Stored data entries
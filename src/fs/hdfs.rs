//! `hadoop fs` shell commands.

use std::path::{Path, PathBuf};
use std::process::Stdio;

use chrono::NaiveDateTime;
use tokio::io::{AsyncBufReadExt, BufReader};
use tokio::process::Command;
use tracing::{info, warn};

use crate::backend::hadoop::{display_command, hadoop_bin, run};
use crate::error::{Error, Result};

const LS_TIME_FORMAT: &str = "%Y-%m-%d %H:%M";

/// One entry of `hadoop fs -ls` output.
#[derive(Clone, Debug, PartialEq, Eq)]
pub struct HdfsFile {
    pub permissions: String,
    pub replicas: u32,
    pub user: String,
    pub group: String,
    pub size: u64,
    pub modified: NaiveDateTime,
    pub path: String,
}

impl HdfsFile {
    pub fn is_dir(&self) -> bool {
        self.permissions.starts_with('d')
    }
}

/// Parses one `-ls` line:
/// `permissions replicas user group size date time path`.
pub fn parse_ls_line(line: &str) -> Result<HdfsFile> {
    let chunks: Vec<&str> = line.split_whitespace().collect();
    let [permissions, replicas, user, group, size, date, time, path] = chunks[..] else {
        return Err(Error::Storage(format!("invalid file parts in {line:?}")));
    };
    let bad = |what: &str, e: &dyn std::fmt::Display| {
        Error::Storage(format!("invalid {what} in {line:?}: {e}"))
    };
    // Directories report "-" as their replica count.
    let replicas = match replicas {
        "-" => 0,
        n => n.parse().map_err(|e| bad("replica count", &e))?,
    };
    Ok(HdfsFile {
        permissions: permissions.to_string(),
        replicas,
        user: user.to_string(),
        group: group.to_string(),
        size: size.parse().map_err(|e| bad("size", &e))?,
        modified: NaiveDateTime::parse_from_str(&format!("{date} {time}"), LS_TIME_FORMAT)
            .map_err(|e| bad("modification time", &e))?,
        path: path.to_string(),
    })
}

/// Parses full `-ls` output, skipping the `Found N items` header and any
/// line that doesn't describe a file.
pub fn parse_ls_output(output: &str) -> Vec<HdfsFile> {
    output.lines().filter_map(ls_entry).collect()
}

/// One `-ls` line as a file, or `None` for headers, blanks and lines that
/// don't parse.
fn ls_entry(line: &str) -> Option<HdfsFile> {
    if line.trim().is_empty() || line.starts_with("Found ") {
        return None;
    }
    parse_ls_line(line).inspect_err(|e| warn!("{e}")).ok()
}

/// Distributed filesystem reached through `$HADOOP_HOME/bin/hadoop fs`.
#[derive(Clone, Debug)]
pub struct HadoopFs {
    hadoop: PathBuf,
}

impl HadoopFs {
    pub fn new(home: &Path) -> Self {
        Self {
            hadoop: hadoop_bin(home),
        }
    }

    fn command(&self, command: &str, args: &[&str]) -> Command {
        let mut cmd = Command::new(&self.hadoop);
        cmd.arg("fs").arg(command).args(args);
        cmd
    }

    /// Runs `hadoop fs <command> <args>`; the child's output goes to stderr.
    pub async fn fs_cmd(&self, command: &str, args: &[&str]) -> Result<()> {
        let mut cmd = self.command(command, args);
        cmd.stdin(Stdio::null()).stdout(std::io::stderr()).stderr(Stdio::inherit());
        run(cmd).await
    }

    pub async fn mkdir(&self, remote: &str) -> Result<()> {
        self.fs_cmd("-mkdir", &[remote]).await
    }

    pub async fn put(&self, local: &str, remote: &str) -> Result<()> {
        self.fs_cmd("-put", &[local, remote]).await
    }

    pub async fn remove(&self, remote: &str) -> Result<()> {
        self.fs_cmd("-rm", &[remote]).await
    }

    /// Recursive remove.
    pub async fn rmr(&self, remote: &str) -> Result<()> {
        self.fs_cmd("-rmr", &[remote]).await
    }

    pub async fn copy(&self, from: &str, to: &str) -> Result<()> {
        self.fs_cmd("-cp", &[from, to]).await
    }

    pub async fn rename(&self, from: &str, to: &str) -> Result<()> {
        self.fs_cmd("-mv", &[from, to]).await
    }

    /// `flag` is `-e` (exists), `-z` (zero length) or `-d` (directory).
    /// Returns whether the test held.
    pub async fn test(&self, flag: &str, remote: &str) -> Result<bool> {
        let mut cmd = self.command("-test", &[flag, remote]);
        cmd.stdin(Stdio::null()).stdout(Stdio::null()).stderr(Stdio::null());
        info!("{}", display_command(&cmd));
        Ok(cmd.status().await?.success())
    }

    /// Contents of the remote files, concatenated.
    pub async fn cat(&self, remote: &[&str]) -> Result<Vec<u8>> {
        let mut cmd = self.command("-cat", remote);
        cmd.stdin(Stdio::null()).stderr(Stdio::inherit());
        let command = display_command(&cmd);
        info!("{command}");
        let output = cmd.output().await?;
        if !output.status.success() {
            return Err(Error::CommandFailed {
                command,
                status: output.status.to_string(),
            });
        }
        Ok(output.stdout)
    }

    /// Lists `remote`, streaming the command's output through the parser.
    pub async fn ls(&self, remote: &str) -> Result<Vec<HdfsFile>> {
        let mut cmd = self.command("-ls", &[remote]);
        cmd.stdin(Stdio::null()).stdout(Stdio::piped()).stderr(Stdio::inherit());
        let command = display_command(&cmd);
        let mut child = cmd.spawn()?;
        let Some(stdout) = child.stdout.take() else {
            return Err(Error::Storage(format!("no stdout from {command}")));
        };

        let mut files = Vec::new();
        let mut lines = BufReader::new(stdout).lines();
        while let Some(line) = lines.next_line().await? {
            files.extend(ls_entry(&line));
        }

        let status = child.wait().await?;
        if !status.success() {
            warn!("ls err {status}");
        }
        Ok(files)
    }
}
use std::path::{Path, PathBuf};
use std::process::Stdio;

use async_trait::async_trait;
use glob::{glob, Pattern};
use tokio::process::Command;
use tracing::{debug, info, warn};

use super::Backend;
use crate::error::{Error, Result};
use crate::job::JobDescriptor;

/// Submits jobs with `hadoop jar <streaming jar>` on the local machine.
#[derive(Clone, Debug)]
pub struct HadoopBackend {
    home: PathBuf,
    streaming_jar: Option<PathBuf>,
}

impl HadoopBackend {
    /// `home` is the Hadoop installation root (`$HADOOP_HOME`).
    pub fn new(home: impl Into<PathBuf>) -> Self {
        Self {
            home: home.into(),
            streaming_jar: None,
        }
    }

    /// Uses `jar` instead of searching the installation for one.
    pub fn with_streaming_jar(mut self, jar: Option<PathBuf>) -> Self {
        self.streaming_jar = jar;
        self
    }

    pub fn home(&self) -> &Path {
        &self.home
    }

    pub fn hadoop_bin(&self) -> PathBuf {
        hadoop_bin(&self.home)
    }

    /// The streaming jar: the explicit override if set, otherwise the first
    /// `hadoop*streaming*.jar` found under the installation root.
    pub fn streaming_jar(&self) -> Result<PathBuf> {
        if let Some(jar) = &self.streaming_jar {
            return Ok(jar.clone());
        }
        if self.home.as_os_str().is_empty() {
            return Err(Error::JarNotFound("HADOOP_HOME not set".into()));
        }
        let root = Pattern::escape(&self.home.to_string_lossy());
        let pattern = format!("{root}/**/hadoop*streaming*.jar");
        let found = glob(&pattern)
            .map_err(|e| Error::JarNotFound(format!("bad search pattern {pattern}: {e}")))?
            .flatten()
            .find(|path| path.is_file());
        match found {
            Some(jar) => {
                debug!("found streaming jar {}", jar.display());
                Ok(jar)
            }
            None => Err(Error::JarNotFound(format!(
                "no streaming jar under {}",
                self.home.display()
            ))),
        }
    }

    /// Full argument list for the `hadoop` binary.
    pub fn submit_args(&self, job: &JobDescriptor) -> Result<Vec<String>> {
        job.validate()?;
        let jar = self.streaming_jar().inspect_err(|e| {
            warn!("failed finding streaming jar {e}");
        })?;
        let mut args = vec!["jar".to_string(), jar.to_string_lossy().into_owned()];
        args.extend(job.streaming_args(true));
        Ok(args)
    }
}

#[async_trait]
impl Backend for HadoopBackend {
    async fn submit(&self, job: &JobDescriptor) -> Result<()> {
        let args = self.submit_args(job)?;
        let mut cmd = Command::new(self.hadoop_bin());
        cmd.args(&args)
            .stdin(Stdio::null())
            .stdout(Stdio::inherit())
            .stderr(Stdio::inherit());
        info!("submitting {}", job.name);
        run(cmd).await
    }
}

pub(crate) fn hadoop_bin(home: &Path) -> PathBuf {
    home.join("bin").join("hadoop")
}

pub(crate) fn display_command(cmd: &Command) -> String {
    let std = cmd.as_std();
    std::iter::once(std.get_program())
        .chain(std.get_args())
        .map(|arg| arg.to_string_lossy())
        .collect::<Vec<_>>()
        .join(" ")
}

/// Runs `cmd` to completion; a non-zero exit is an error.
pub(crate) async fn run(mut cmd: Command) -> Result<()> {
    let command = display_command(&cmd);
    info!("{command}");
    let status = cmd.status().await?;
    if status.success() {
        return Ok(());
    }
    let status = match status.code() {
        Some(code) => format!("exit code: {code}"),
        None => "terminated by signal".into(),
    };
    Err(Error::CommandFailed { command, status })
}
//! Counts the values of one field across JSON lines.

use anyhow::Result;
use async_trait::async_trait;
use clap::Parser;
use serde_json::Value;

use crate::protocol::{json_input, JsonInternal};
use crate::step::{Combiner, Mapper, Reducer, StageInput, StageOutput, Step};
use crate::{reporter, workload};

#[derive(Parser, Debug)]
#[clap(no_binary_name = true)]
pub(super) struct Args {
    /// Field whose values are counted
    #[clap(long, default_value = "key_field")]
    pub(super) field: String,
}

pub fn steps(args: &[String]) -> Result<Vec<Box<dyn Step>>> {
    let args = Args::try_parse_from(args)?;
    Ok(vec![Box::new(JsonEntryCounter::new(args.field))])
}

/// Emits `(value, 1)` for the field of every record that has it.
pub struct JsonEntryCounter {
    field: String,
}

impl JsonEntryCounter {
    pub fn new(field: impl Into<String>) -> Self {
        Self {
            field: field.into(),
        }
    }
}

#[async_trait]
impl Mapper for JsonEntryCounter {
    async fn map(&self, input: StageInput, output: StageOutput) -> Result<()> {
        let mut records = json_input(input);
        let mut out = JsonInternal::encoder::<Value, i64, _>(output);

        while let Some(mut record) = records.next().await {
            match record.get_mut(&self.field).map(Value::take) {
                Some(value) => out.send(value, 1).await?,
                None => reporter::counter("JsonEntryCounter", "missing field", 1),
            }
        }

        records.finish().await?;
        out.finish().await?;
        Ok(())
    }
}

#[async_trait]
impl Reducer for JsonEntryCounter {
    async fn reduce(&self, input: StageInput, output: StageOutput) -> Result<()> {
        workload::sum_values(input, output).await
    }
}

#[async_trait]
impl Combiner for JsonEntryCounter {
    async fn combine(&self, input: StageInput, output: StageOutput) -> Result<()> {
        workload::sum_values(input, output).await
    }
}

impl Step for JsonEntryCounter {
    fn as_mapper(&self) -> Option<&dyn Mapper> {
        Some(self)
    }

    fn as_combiner(&self) -> Option<&dyn Combiner> {
        Some(self)
    }
}

#[cfg(test)]
mod tests {
    use super::*;
    use crate::harness;

    #[tokio::test]
    async fn counts_entries() {
        let input: &[u8] = b"{\"key_field\":\"a\"}
{\"key_field\":\"z\"}
{\"key_field\":\"another\"}
{\"other\":\"q\"}
{\"key_field\":\"z\"}
{\"key_field\":\"z\"}
{\"key_field\":\"a\"}
";
        harness::assert_step(
            &JsonEntryCounter::new("key_field"),
            input,
            "\"a\"\t2\n\"another\"\t1\n\"z\"\t3",
        )
        .await;
    }
}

#### [Aim of the task]
Quote the records above exactly, from the first line through the line containing "let [permissions, replicas, user, group, size, date, time, path]", and nothing more.

#### [Result of this exercise]
filename src/fs/hdfs.rs
//! `hadoop fs` shell commands.

use std::path::{Path, PathBuf};
use std::process::Stdio;

use chrono::NaiveDateTime;
use tokio::io::{AsyncBufReadExt, BufReader};
use tokio::process::Command;
use tracing::{info, warn};

use crate::backend::hadoop::{display_command, hadoop_bin, run};
use crate::error::{Error, Result};

const LS_TIME_FORMAT: &str = "%Y-%m-%d %H:%M";

/// One entry of `hadoop fs -ls` output.
#[derive(Clone, Debug, PartialEq, Eq)]
pub struct HdfsFile {
    pub permissions: String,
    pub replicas: u32,
    pub user: String,
    pub group: String,
    pub size: u64,
    pub modified: NaiveDateTime,
    pub path: String,
}

impl HdfsFile {
    pub fn is_dir(&self) -> bool {
        self.permissions.starts_with('d')
    }
}

/// Parses one `-ls` line:
/// `permissions replicas user group size date time path`.
pub fn parse_ls_line(line: &str) -> Result<HdfsFile> {
    let chunks: Vec<&str> = line.split_whitespace().collect();
    let [permissions, replicas, user, group, size, date, time, path] = chunks[..] else {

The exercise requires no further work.